▸ Exercise objective: Go through the records and report each line holding the string "Result".

Segment Start: Data for processing

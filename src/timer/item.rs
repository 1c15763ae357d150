//! Timer item variants.
//!
//! Each item tracks `elapsed` against `duration` and knows how to advance
//! itself by one frame. Items never remove themselves from the registry;
//! they set `pending_removal` and the registry prunes them at the end of the
//! pass. Once set, `pending_removal` is never cleared.

use std::cell::{Cell, RefCell};
use std::rc::Rc;

use smallvec::SmallVec;

use super::{TimerAction, TimerCallback, TimerCommands};
use crate::easing::{Easing, lerp_f32};
use crate::error::{Error, Result};

fn check_duration(what: &str, value: f32) -> Result<()> {
    if value.is_finite() && value > 0.0 {
        Ok(())
    } else {
        Err(Error::InvalidArgument(format!(
            "{what} must be a positive number of seconds, got {value}"
        )))
    }
}

// ==================== REPEATING ====================

/// Runs an action once per elapsed interval.
///
/// At most one fire per update; the remainder past the interval carries over
/// to the next frame.
pub struct Repeating {
    pub(crate) elapsed: f32,
    pub(crate) duration: f32,
    action: TimerAction,
    pub(crate) remaining_fires: Option<u32>,
    pub(crate) on_finish: Option<TimerCallback>,
    pub(crate) pending_removal: bool,
}

impl Repeating {
    pub fn new(interval: f32, action: impl FnMut(&mut TimerCommands) + 'static) -> Self {
        Repeating {
            elapsed: 0.0,
            duration: interval,
            action: Box::new(action),
            remaining_fires: None,
            on_finish: None,
            pending_removal: false,
        }
    }

    /// Stop after `fires` runs of the action.
    pub fn with_limit(mut self, fires: u32) -> Self {
        self.remaining_fires = Some(fires);
        self
    }

    /// Callback run once after the last limited fire.
    pub fn on_finish(mut self, f: impl FnOnce(&mut TimerCommands) + 'static) -> Self {
        self.on_finish = Some(Box::new(f));
        self
    }

    /// Fires still allowed, `None` when unlimited.
    pub fn remaining_fires(&self) -> Option<u32> {
        self.remaining_fires
    }

    fn update(&mut self, dt: f32, cmds: &mut TimerCommands) {
        self.elapsed += dt;
        if self.elapsed < self.duration {
            return;
        }
        self.elapsed %= self.duration;
        (self.action)(cmds);

        if let Some(remaining) = self.remaining_fires.as_mut() {
            *remaining = remaining.saturating_sub(1);
            if *remaining == 0 {
                self.pending_removal = true;
                if let Some(finish) = self.on_finish.take() {
                    finish(cmds);
                }
            }
        }
    }
}

// ==================== DELAYED ====================

/// Runs its callback once when the delay has elapsed.
pub struct Delayed {
    pub(crate) elapsed: f32,
    pub(crate) duration: f32,
    pub(crate) on_finish: Option<TimerCallback>,
    pub(crate) pending_removal: bool,
}

impl Delayed {
    pub fn new(delay: f32, action: impl FnOnce(&mut TimerCommands) + 'static) -> Self {
        Delayed {
            elapsed: 0.0,
            duration: delay,
            on_finish: Some(Box::new(action)),
            pending_removal: false,
        }
    }

    fn update(&mut self, dt: f32, cmds: &mut TimerCommands) {
        self.elapsed += dt;
        if self.elapsed >= self.duration {
            self.pending_removal = true;
            if let Some(action) = self.on_finish.take() {
                action(cmds);
            }
        }
    }
}

// ==================== TWEEN ====================

/// Typed accessor pair for one tweened `f32`.
///
/// The getter is read exactly once, when the tween is created.
pub struct TweenField {
    getter: Box<dyn Fn() -> f32>,
    setter: Box<dyn FnMut(f32)>,
}

impl TweenField {
    pub fn new(getter: impl Fn() -> f32 + 'static, setter: impl FnMut(f32) + 'static) -> Self {
        TweenField {
            getter: Box::new(getter),
            setter: Box::new(setter),
        }
    }

    /// Tween a shared cell.
    pub fn cell(cell: Rc<Cell<f32>>) -> Self {
        let write = cell.clone();
        TweenField::new(move || cell.get(), move |v| write.set(v))
    }

    /// Tween one field of a shared object, selected by `project`.
    ///
    /// ```
    /// use std::{cell::RefCell, rc::Rc};
    /// use stepframe::timer::TweenField;
    ///
    /// struct Banner { y: f32 }
    /// let banner = Rc::new(RefCell::new(Banner { y: -20.0 }));
    /// let field = TweenField::of(banner.clone(), |b| &mut b.y);
    /// # let _ = field;
    /// ```
    pub fn of<T: 'static>(target: Rc<RefCell<T>>, project: fn(&mut T) -> &mut f32) -> Self {
        let write = target.clone();
        TweenField::new(
            move || *project(&mut target.borrow_mut()),
            move |v| *project(&mut write.borrow_mut()) = v,
        )
    }

    fn get(&self) -> f32 {
        (self.getter)()
    }

    fn set(&mut self, value: f32) {
        (self.setter)(value)
    }
}

/// Ordered list of `(field, final value)` targets for a tween.
#[derive(Default)]
pub struct TweenPlan {
    targets: SmallVec<[(TweenField, f32); 2]>,
}

impl TweenPlan {
    pub fn new() -> Self {
        Self::default()
    }

    /// Add a field that should end at `final_value`.
    pub fn field(mut self, field: TweenField, final_value: f32) -> Self {
        self.targets.push((field, final_value));
        self
    }

    pub fn len(&self) -> usize {
        self.targets.len()
    }

    pub fn is_empty(&self) -> bool {
        self.targets.is_empty()
    }
}

struct TweenStep {
    field: TweenField,
    initial: f32,
    final_value: f32,
}

/// Interpolates a set of fields from their values at creation time.
pub struct Tween {
    pub(crate) elapsed: f32,
    pub(crate) duration: f32,
    easing: Easing,
    steps: SmallVec<[TweenStep; 2]>,
    pub(crate) on_finish: Option<TimerCallback>,
    pub(crate) pending_removal: bool,
}

impl Tween {
    /// Build a tween, snapshotting every field's current value.
    pub fn new(duration: f32, plan: TweenPlan) -> Self {
        let steps = plan
            .targets
            .into_iter()
            .map(|(field, final_value)| {
                let initial = field.get();
                TweenStep {
                    field,
                    initial,
                    final_value,
                }
            })
            .collect();
        Tween {
            elapsed: 0.0,
            duration,
            easing: Easing::Linear,
            steps,
            on_finish: None,
            pending_removal: false,
        }
    }

    pub fn with_easing(mut self, easing: Easing) -> Self {
        self.easing = easing;
        self
    }

    pub fn on_finish(mut self, f: impl FnOnce(&mut TimerCommands) + 'static) -> Self {
        self.on_finish = Some(Box::new(f));
        self
    }

    pub fn easing(&self) -> Easing {
        self.easing
    }

    /// Initial values captured at creation, in plan order.
    pub fn initial_values(&self) -> Vec<f32> {
        self.steps.iter().map(|s| s.initial).collect()
    }

    fn update(&mut self, dt: f32, cmds: &mut TimerCommands) {
        self.elapsed += dt;
        if self.elapsed >= self.duration {
            // Finals first so on_finish observes exact targets.
            for step in self.steps.iter_mut() {
                step.field.set(step.final_value);
            }
            self.pending_removal = true;
            if let Some(finish) = self.on_finish.take() {
                finish(cmds);
            }
            return;
        }

        let progress = self.easing.apply(self.elapsed / self.duration);
        for step in self.steps.iter_mut() {
            step.field.set(lerp_f32(step.initial, step.final_value, progress));
        }
    }
}

// ==================== DISPATCH ====================

/// Any schedulable item.
pub enum TimerItem {
    Repeating(Repeating),
    Delayed(Delayed),
    Tween(Tween),
}

impl From<Repeating> for TimerItem {
    fn from(item: Repeating) -> Self {
        TimerItem::Repeating(item)
    }
}

impl From<Delayed> for TimerItem {
    fn from(item: Delayed) -> Self {
        TimerItem::Delayed(item)
    }
}

impl From<Tween> for TimerItem {
    fn from(item: Tween) -> Self {
        TimerItem::Tween(item)
    }
}

impl TimerItem {
    pub(crate) fn kind(&self) -> &'static str {
        match self {
            TimerItem::Repeating(_) => "repeating",
            TimerItem::Delayed(_) => "delayed",
            TimerItem::Tween(_) => "tween",
        }
    }

    pub(crate) fn validate(&self) -> Result<()> {
        match self {
            TimerItem::Repeating(r) => {
                check_duration("interval", r.duration)?;
                if r.remaining_fires == Some(0) {
                    return Err(Error::InvalidArgument(
                        "fire limit must be at least 1".to_string(),
                    ));
                }
                Ok(())
            }
            TimerItem::Delayed(d) => check_duration("delay", d.duration),
            TimerItem::Tween(t) => check_duration("tween duration", t.duration),
        }
    }

    /// Seconds accumulated toward the next fire or completion.
    pub fn elapsed(&self) -> f32 {
        match self {
            TimerItem::Repeating(r) => r.elapsed,
            TimerItem::Delayed(d) => d.elapsed,
            TimerItem::Tween(t) => t.elapsed,
        }
    }

    pub fn duration(&self) -> f32 {
        match self {
            TimerItem::Repeating(r) => r.duration,
            TimerItem::Delayed(d) => d.duration,
            TimerItem::Tween(t) => t.duration,
        }
    }

    pub fn is_pending_removal(&self) -> bool {
        match self {
            TimerItem::Repeating(r) => r.pending_removal,
            TimerItem::Delayed(d) => d.pending_removal,
            TimerItem::Tween(t) => t.pending_removal,
        }
    }

    /// Flag for removal. Completion callbacks are dropped unrun.
    pub(crate) fn mark_for_removal(&mut self) {
        match self {
            TimerItem::Repeating(r) => r.pending_removal = true,
            TimerItem::Delayed(d) => d.pending_removal = true,
            TimerItem::Tween(t) => t.pending_removal = true,
        }
    }

    pub(crate) fn update(&mut self, dt: f32, cmds: &mut TimerCommands) {
        match self {
            TimerItem::Repeating(r) => r.update(dt, cmds),
            TimerItem::Delayed(d) => d.update(dt, cmds),
            TimerItem::Tween(t) => t.update(dt, cmds),
        }
    }
}

#[cfg(test)]
mod tests {
    use super::*;

    fn cmds() -> TimerCommands {
        TimerCommands::new(1)
    }

    #[test]
    fn test_repeating_carries_remainder() {
        let count = Rc::new(Cell::new(0));
        let c = count.clone();
        let mut r = Repeating::new(0.5, move |_| c.set(c.get() + 1));
        let mut cmds = cmds();
        r.update(0.75, &mut cmds);
        assert_eq!(count.get(), 1);
        assert_eq!(r.elapsed, 0.25);
        r.update(0.25, &mut cmds);
        assert_eq!(count.get(), 2);
        assert_eq!(r.elapsed, 0.0);
    }

    #[test]
    fn test_repeating_fires_once_per_update_even_for_large_dt() {
        let count = Rc::new(Cell::new(0));
        let c = count.clone();
        let mut r = Repeating::new(0.25, move |_| c.set(c.get() + 1));
        let mut cmds = cmds();
        r.update(1.0, &mut cmds);
        assert_eq!(count.get(), 1);
        assert_eq!(r.elapsed, 0.0);
    }

    #[test]
    fn test_repeating_limit_marks_removal_and_finishes_once() {
        let finished = Rc::new(Cell::new(0));
        let f = finished.clone();
        let mut r = Repeating::new(1.0, |_| {})
            .with_limit(2)
            .on_finish(move |_| f.set(f.get() + 1));
        let mut cmds = cmds();
        r.update(1.0, &mut cmds);
        assert!(!r.pending_removal);
        r.update(1.0, &mut cmds);
        assert!(r.pending_removal);
        assert_eq!(finished.get(), 1);
        assert!(r.on_finish.is_none());
    }

    #[test]
    fn test_delayed_fires_at_threshold() {
        let fired = Rc::new(Cell::new(false));
        let f = fired.clone();
        let mut d = Delayed::new(0.5, move |_| f.set(true));
        let mut cmds = cmds();
        d.update(0.25, &mut cmds);
        assert!(!fired.get());
        d.update(0.25, &mut cmds);
        assert!(fired.get());
        assert!(d.pending_removal);
    }

    #[test]
    fn test_tween_snapshots_initial_value_once() {
        let x = Rc::new(Cell::new(2.0_f32));
        let mut tween = Tween::new(1.0, TweenPlan::new().field(TweenField::cell(x.clone()), 4.0));
        assert_eq!(tween.initial_values(), vec![2.0]);

        // External writes between frames do not move the start point.
        x.set(100.0);
        tween.update(0.5, &mut cmds());
        assert_eq!(x.get(), 3.0);
    }

    #[test]
    fn test_tween_of_projects_struct_field() {
        struct Pos {
            x: f32,
            y: f32,
        }
        let pos = Rc::new(RefCell::new(Pos { x: 0.0, y: 8.0 }));
        let plan = TweenPlan::new()
            .field(TweenField::of(pos.clone(), |p| &mut p.x), 10.0)
            .field(TweenField::of(pos.clone(), |p| &mut p.y), 0.0);
        let mut tween = Tween::new(2.0, plan);
        tween.update(1.0, &mut cmds());
        assert_eq!(pos.borrow().x, 5.0);
        assert_eq!(pos.borrow().y, 4.0);
        tween.update(1.0, &mut cmds());
        assert_eq!(pos.borrow().x, 10.0);
        assert_eq!(pos.borrow().y, 0.0);
    }

    #[test]
    fn test_tween_uses_easing() {
        let x = Rc::new(Cell::new(0.0_f32));
        let mut tween = Tween::new(1.0, TweenPlan::new().field(TweenField::cell(x.clone()), 1.0))
            .with_easing(Easing::InQuad);
        tween.update(0.5, &mut cmds());
        assert_eq!(x.get(), 0.25);
    }

    #[test]
    fn test_tween_on_finish_sees_exact_final() {
        let x = Rc::new(Cell::new(0.1_f32));
        let seen = Rc::new(Cell::new(0.0_f32));
        let (xr, s) = (x.clone(), seen.clone());
        let mut tween = Tween::new(0.3, TweenPlan::new().field(TweenField::cell(x.clone()), 0.7))
            .with_easing(Easing::OutElastic)
            .on_finish(move |_| s.set(xr.get()));
        let mut c = cmds();
        for _ in 0..3 {
            tween.update(0.1, &mut c);
        }
        // 0.1 * 3 may land a hair short of 0.3, one more step always completes
        tween.update(0.1, &mut c);
        assert_eq!(x.get(), 0.7);
        assert_eq!(seen.get(), 0.7);
    }

    #[test]
    fn test_validate_rejects_bad_parameters() {
        assert!(TimerItem::from(Delayed::new(0.0, |_| {})).validate().is_err());
        assert!(TimerItem::from(Delayed::new(-1.0, |_| {})).validate().is_err());
        assert!(TimerItem::from(Delayed::new(f32::NAN, |_| {})).validate().is_err());
        assert!(
            TimerItem::from(Repeating::new(1.0, |_| {}).with_limit(0))
                .validate()
                .is_err()
        );
        assert!(TimerItem::from(Tween::new(0.0, TweenPlan::new())).validate().is_err());
        assert!(TimerItem::from(Repeating::new(0.1, |_| {})).validate().is_ok());
    }
}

Segment End: Data for processing

▸ Answer for the task:
use crate::error::{Error, Result};
fn check_duration(what: &str, value: f32) -> Result<()> {
    pub(crate) fn validate(&self) -> Result<()> {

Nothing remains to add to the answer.